TASK STATEMENT: Output the data below exactly.

Top of DATA FOR THIS EXERCISE

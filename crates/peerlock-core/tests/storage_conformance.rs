//! Behaviour every `Storage` backend must share.

use peerlock_core::{
    CurveId, LocalUserRecord, MemoryStorage, OneTimePreKeyRecord, PeerDeviceRecord,
    PeerDeviceStatus, RedbStorage, SessionSet, SignedPreKeyRecord, Storage, StorageError,
    WriteBatch, WriteOp,
};
use proptest::prelude::*;

fn user(device_id: &str) -> LocalUserRecord {
    LocalUserRecord {
        device_id: device_id.to_string(),
        server_url: "https://keys.example".into(),
        curve: CurveId::C25519,
        identity_seed: [1; 32],
        identity_public: [2; 32],
        initial_opk_count: 3,
        created_at: 100,
    }
}

fn signed_prekey(id: u32) -> SignedPreKeyRecord {
    SignedPreKeyRecord {
        id,
        seed: [4; 32],
        public: [5; 32],
        signature: vec![6; 64],
        created_at: 100,
        retired_at: None,
        accepted_ephemerals: Vec::new(),
    }
}

fn one_time_prekey(id: u32) -> OneTimePreKeyRecord {
    OneTimePreKeyRecord { id, seed: [7; 32], public: [8; 32], dispatched_at: None }
}

fn peer(device_id: &str) -> PeerDeviceRecord {
    PeerDeviceRecord {
        device_id: device_id.to_string(),
        identity_key: [9; 32],
        status: PeerDeviceStatus::Untrusted,
        updated_at: 100,
    }
}

fn owner(device_id: &str, opks: u32) -> WriteBatch {
    let mut batch = WriteBatch::new();
    batch.push(WriteOp::InsertUser(user(device_id))).push(WriteOp::PutSignedPreKey {
        owner: device_id.to_string(),
        record: signed_prekey(1),
    });
    batch.extend((0..opks).map(|id| WriteOp::PutOneTimePreKey {
        owner: device_id.to_string(),
        record: one_time_prekey(id),
    }));
    batch
}

fn with_backends(check: impl Fn(&dyn Fn() -> Box<dyn Backend>)) {
    check(&|| -> Box<dyn Backend> { Box::new(MemoryStorage::new()) });

    let dir = tempfile::tempdir().unwrap();
    let counter = std::cell::Cell::new(0);
    check(&|| -> Box<dyn Backend> {
        counter.set(counter.get() + 1);
        let path = dir.path().join(format!("db-{}.redb", counter.get()));
        Box::new(RedbStorage::open(path).unwrap())
    });
}

/// Object-safe view of the parts of `Storage` these tests use.
trait Backend {
    fn commit(&self, batch: &WriteBatch) -> Result<(), StorageError>;
    fn load_user(&self, device_id: &str) -> Option<LocalUserRecord>;
    fn one_time_prekey_ids(&self, owner: &str) -> Vec<u32>;
    fn load_peer(&self, owner: &str, peer: &str) -> Option<PeerDeviceRecord>;
    fn session_peers(&self, owner: &str) -> Vec<String>;
    fn has_sessions(&self, owner: &str, peer: &str) -> bool;
}

impl<S: Storage> Backend for S {
    fn commit(&self, batch: &WriteBatch) -> Result<(), StorageError> {
        Storage::commit(self, batch)
    }

    fn load_user(&self, device_id: &str) -> Option<LocalUserRecord> {
        Storage::load_user(self, device_id).unwrap()
    }

    fn one_time_prekey_ids(&self, owner: &str) -> Vec<u32> {
        let mut ids: Vec<u32> =
            self.load_one_time_prekeys(owner).unwrap().iter().map(|k| k.id).collect();
        ids.sort_unstable();
        ids
    }

    fn load_peer(&self, owner: &str, peer: &str) -> Option<PeerDeviceRecord> {
        Storage::load_peer(self, owner, peer).unwrap()
    }

    fn session_peers(&self, owner: &str) -> Vec<String> {
        self.list_session_peers(owner).unwrap()
    }

    fn has_sessions(&self, owner: &str, peer: &str) -> bool {
        self.load_sessions(owner, peer).unwrap().is_some()
    }
}

#[test]
fn failed_batch_applies_nothing() {
    with_backends(|open| {
        let storage = open();
        storage.commit(&owner("alice", 2)).unwrap();

        let mut batch = WriteBatch::new();
        batch
            .push(WriteOp::DeleteOneTimePreKey { owner: "alice".into(), id: 0 })
            .put_peer("alice", peer("bob"))
            .push(WriteOp::InsertUser(user("alice")));

        assert_eq!(storage.commit(&batch), Err(StorageError::Conflict { device_id: "alice".into() }));
        assert_eq!(storage.one_time_prekey_ids("alice"), vec![0, 1]);
        assert!(storage.load_peer("alice", "bob").is_none());
    });
}

#[test]
fn writes_for_unknown_users_are_refused() {
    with_backends(|open| {
        let storage = open();
        let mut batch = WriteBatch::new();
        batch.put_peer("ghost", peer("bob"));

        assert_eq!(storage.commit(&batch), Err(StorageError::NotFound { device_id: "ghost".into() }));
    });
}

#[test]
fn deleting_a_user_drops_what_it_owns() {
    with_backends(|open| {
        let storage = open();
        storage.commit(&owner("alice", 2)).unwrap();
        storage.commit(&owner("carol", 1)).unwrap();
        let mut batch = WriteBatch::new();
        batch.put_peer("alice", peer("bob")).put_sessions("alice", "bob", SessionSet::default());
        storage.commit(&batch).unwrap();

        let mut delete = WriteBatch::new();
        delete.push(WriteOp::DeleteUser("alice".into()));
        storage.commit(&delete).unwrap();

        assert!(storage.load_user("alice").is_none());
        assert!(storage.one_time_prekey_ids("alice").is_empty());
        assert!(storage.load_peer("alice", "bob").is_none());
        assert!(storage.session_peers("alice").is_empty());
        assert_eq!(storage.one_time_prekey_ids("carol"), vec![0]);
    });
}

#[test]
fn deleting_a_peer_drops_its_sessions() {
    with_backends(|open| {
        let storage = open();
        storage.commit(&owner("alice", 0)).unwrap();
        let mut batch = WriteBatch::new();
        batch
            .put_peer("alice", peer("bob"))
            .put_sessions("alice", "bob", SessionSet::default())
            .put_sessions("alice", "bobby", SessionSet::default());
        storage.commit(&batch).unwrap();

        let mut delete = WriteBatch::new();
        delete.push(WriteOp::DeletePeer { owner: "alice".into(), peer: "bob".into() });
        storage.commit(&delete).unwrap();

        assert!(storage.load_peer("alice", "bob").is_none());
        assert!(!storage.has_sessions("alice", "bob"));
        assert!(storage.has_sessions("alice", "bobby"));
    });
}

#[test]
fn user_ids_sharing_a_prefix_stay_apart() {
    with_backends(|open| {
        let storage = open();
        storage.commit(&owner("al", 1)).unwrap();
        storage.commit(&owner("alice", 3)).unwrap();

        let mut delete = WriteBatch::new();
        delete.push(WriteOp::DeleteUser("al".into()));
        storage.commit(&delete).unwrap();

        assert_eq!(storage.one_time_prekey_ids("alice"), vec![0, 1, 2]);
        assert!(storage.load_user("alice").is_some());
    });
}

proptest! {
    #![proptest_config(ProptestConfig::with_cases(16))]

    #[test]
    fn backends_agree_on_prekey_churn(
        ops in prop::collection::vec((any::<bool>(), 0u32..16), 1..40),
    ) {
        let memory = MemoryStorage::new();
        let dir = tempfile::tempdir().unwrap();
        let redb = RedbStorage::open(dir.path().join("churn.redb")).unwrap();
        Storage::commit(&memory, &owner("alice", 0)).unwrap();
        Storage::commit(&redb, &owner("alice", 0)).unwrap();

        for (put, id) in ops {
            let mut batch = WriteBatch::new();
            if put {
                batch.push(WriteOp::PutOneTimePreKey { owner: "alice".into(), record: one_time_prekey(id) });
            } else {
                batch.push(WriteOp::DeleteOneTimePreKey { owner: "alice".into(), id });
            }
            Storage::commit(&memory, &batch).unwrap();
            Storage::commit(&redb, &batch).unwrap();
        }

        prop_assert_eq!(memory.one_time_prekey_ids("alice"), redb.one_time_prekey_ids("alice"));
    }
}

Bottom of DATA FOR THIS EXERCISE

ANSWER FOR THE TASK:
filename crates/peerlock-core/tests/storage_conformance.rs
//! Behaviour every `Storage` backend must share.

use peerlock_core::{
    CurveId, LocalUserRecord, MemoryStorage, OneTimePreKeyRecord, PeerDeviceRecord,
    PeerDeviceStatus, RedbStorage, SessionSet, SignedPreKeyRecord, Storage, StorageError,
    WriteBatch, WriteOp,
};
use proptest::prelude::*;

fn user(device_id: &str) -> LocalUserRecord {
    LocalUserRecord {
        device_id: device_id.to_string(),
        server_url: "https://keys.example".into(),
        curve: CurveId::C25519,
        identity_seed: [1; 32],
        identity_public: [2; 32],
        initial_opk_count: 3,
        created_at: 100,
    }
}

fn signed_prekey(id: u32) -> SignedPreKeyRecord {
    SignedPreKeyRecord {
        id,
        seed: [4; 32],
        public: [5; 32],
        signature: vec![6; 64],
        created_at: 100,
        retired_at: None,
        accepted_ephemerals: Vec::new(),
    }
}

fn one_time_prekey(id: u32) -> OneTimePreKeyRecord {
    OneTimePreKeyRecord { id, seed: [7; 32], public: [8; 32], dispatched_at: None }
}

fn peer(device_id: &str) -> PeerDeviceRecord {
    PeerDeviceRecord {
        device_id: device_id.to_string(),
        identity_key: [9; 32],
        status: PeerDeviceStatus::Untrusted,
        updated_at: 100,
    }
}

fn owner(device_id: &str, opks: u32) -> WriteBatch {
    let mut batch = WriteBatch::new();
    batch.push(WriteOp::InsertUser(user(device_id))).push(WriteOp::PutSignedPreKey {
        owner: device_id.to_string(),
        record: signed_prekey(1),
    });
    batch.extend((0..opks).map(|id| WriteOp::PutOneTimePreKey {
        owner: device_id.to_string(),
        record: one_time_prekey(id),
    }));
    batch
}

fn with_backends(check: impl Fn(&dyn Fn() -> Box<dyn Backend>)) {
    check(&|| -> Box<dyn Backend> { Box::new(MemoryStorage::new()) });

    let dir = tempfile::tempdir().unwrap();
    let counter = std::cell::Cell::new(0);
    check(&|| -> Box<dyn Backend> {
        counter.set(counter.get() + 1);
        let path = dir.path().join(format!("db-{}.redb", counter.get()));
        Box::new(RedbStorage::open(path).unwrap())
    });
}

/// Object-safe view of the parts of `Storage` these tests use.
trait Backend {
    fn commit(&self, batch: &WriteBatch) -> Result<(), StorageError>;
    fn load_user(&self, device_id: &str) -> Option<LocalUserRecord>;
    fn one_time_prekey_ids(&self, owner: &str) -> Vec<u32>;
    fn load_peer(&self, owner: &str, peer: &str) -> Option<PeerDeviceRecord>;
    fn session_peers(&self, owner: &str) -> Vec<String>;
    fn has_sessions(&self, owner: &str, peer: &str) -> bool;
}

impl<S: Storage> Backend for S {
    fn commit(&self, batch: &WriteBatch) -> Result<(), StorageError> {
        Storage::commit(self, batch)
    }

    fn load_user(&self, device_id: &str) -> Option<LocalUserRecord> {
        Storage::load_user(self, device_id).unwrap()
    }

    fn one_time_prekey_ids(&self, owner: &str) -> Vec<u32> {
        let mut ids: Vec<u32> =
            self.load_one_time_prekeys(owner).unwrap().iter().map(|k| k.id).collect();
        ids.sort_unstable();
        ids
    }

    fn load_peer(&self, owner: &str, peer: &str) -> Option<PeerDeviceRecord> {
        Storage::load_peer(self, owner, peer).unwrap()
    }

    fn session_peers(&self, owner: &str) -> Vec<String> {
        self.list_session_peers(owner).unwrap()
    }

    fn has_sessions(&self, owner: &str, peer: &str) -> bool {
        self.load_sessions(owner, peer).unwrap().is_some()
    }
}

#[test]
fn failed_batch_applies_nothing() {
    with_backends(|open| {
        let storage = open();
        storage.commit(&owner("alice", 2)).unwrap();

        let mut batch = WriteBatch::new();
        batch
            .push(WriteOp::DeleteOneTimePreKey { owner: "alice".into(), id: 0 })
            .put_peer("alice", peer("bob"))
            .push(WriteOp::InsertUser(user("alice")));

        assert_eq!(storage.commit(&batch), Err(StorageError::Conflict { device_id: "alice".into() }));
        assert_eq!(storage.one_time_prekey_ids("alice"), vec![0, 1]);
        assert!(storage.load_peer("alice", "bob").is_none());
    });
}

#[test]
fn writes_for_unknown_users_are_refused() {
    with_backends(|open| {
        let storage = open();
        let mut batch = WriteBatch::new();
        batch.put_peer("ghost", peer("bob"));

        assert_eq!(storage.commit(&batch), Err(StorageError::NotFound { device_id: "ghost".into() }));
    });
}

#[test]
fn deleting_a_user_drops_what_it_owns() {
    with_backends(|open| {
        let storage = open();
        storage.commit(&owner("alice", 2)).unwrap();
        storage.commit(&owner("carol", 1)).unwrap();
        let mut batch = WriteBatch::new();
        batch.put_peer("alice", peer("bob")).put_sessions("alice", "bob", SessionSet::default());
        storage.commit(&batch).unwrap();

        let mut delete = WriteBatch::new();
        delete.push(WriteOp::DeleteUser("alice".into()));
        storage.commit(&delete).unwrap();

        assert!(storage.load_user("alice").is_none());
        assert!(storage.one_time_prekey_ids("alice").is_empty());
        assert!(storage.load_peer("alice", "bob").is_none());
        assert!(storage.session_peers("alice").is_empty());
        assert_eq!(storage.one_time_prekey_ids("carol"), vec![0]);
    });
}

#[test]
fn deleting_a_peer_drops_its_sessions() {
    with_backends(|open| {
        let storage = open();
        storage.commit(&owner("alice", 0)).unwrap();
        let mut batch = WriteBatch::new();
        batch
            .put_peer("alice", peer("bob"))
            .put_sessions("alice", "bob", SessionSet::default())
            .put_sessions("alice", "bobby", SessionSet::default());
        storage.commit(&batch).unwrap();

        let mut delete = WriteBatch::new();
        delete.push(WriteOp::DeletePeer { owner: "alice".into(), peer: "bob".into() });
        storage.commit(&delete).unwrap();

        assert!(storage.load_peer("alice", "bob").is_none());
        assert!(!storage.has_sessions("alice", "bob"));
        assert!(storage.has_sessions("alice", "bobby"));
    });
}

#[test]
fn user_ids_sharing_a_prefix_stay_apart() {
    with_backends(|open| {
        let storage = open();
        storage.commit(&owner("al", 1)).unwrap();
        storage.commit(&owner("alice", 3)).unwrap();

        let mut delete = WriteBatch::new();
        delete.push(WriteOp::DeleteUser("al".into()));
        storage.commit(&delete).unwrap();

        assert_eq!(storage.one_time_prekey_ids("alice"), vec![0, 1, 2]);
        assert!(storage.load_user("alice").is_some());
    });
}

proptest! {
    #![proptest_config(ProptestConfig::with_cases(16))]

    #[test]
    fn backends_agree_on_prekey_churn(
        ops in prop::collection::vec((any::<bool>(), 0u32..16), 1..40),
    ) {
        let memory = MemoryStorage::new();
        let dir = tempfile::tempdir().unwrap();
        let redb = RedbStorage::open(dir.path().join("churn.redb")).unwrap();
        Storage::commit(&memory, &owner("alice", 0)).unwrap();
        Storage::commit(&redb, &owner("alice", 0)).unwrap();

        for (put, id) in ops {
            let mut batch = WriteBatch::new();
            if put {
                batch.push(WriteOp::PutOneTimePreKey { owner: "alice".into(), record: one_time_prekey(id) });
            } else {
                batch.push(WriteOp::DeleteOneTimePreKey { owner: "alice".into(), id });
            }
            Storage::commit(&memory, &batch).unwrap();
            Storage::commit(&redb, &batch).unwrap();
        }

        prop_assert_eq!(memory.one_time_prekey_ids("alice"), redb.one_time_prekey_ids("alice"));
    }
}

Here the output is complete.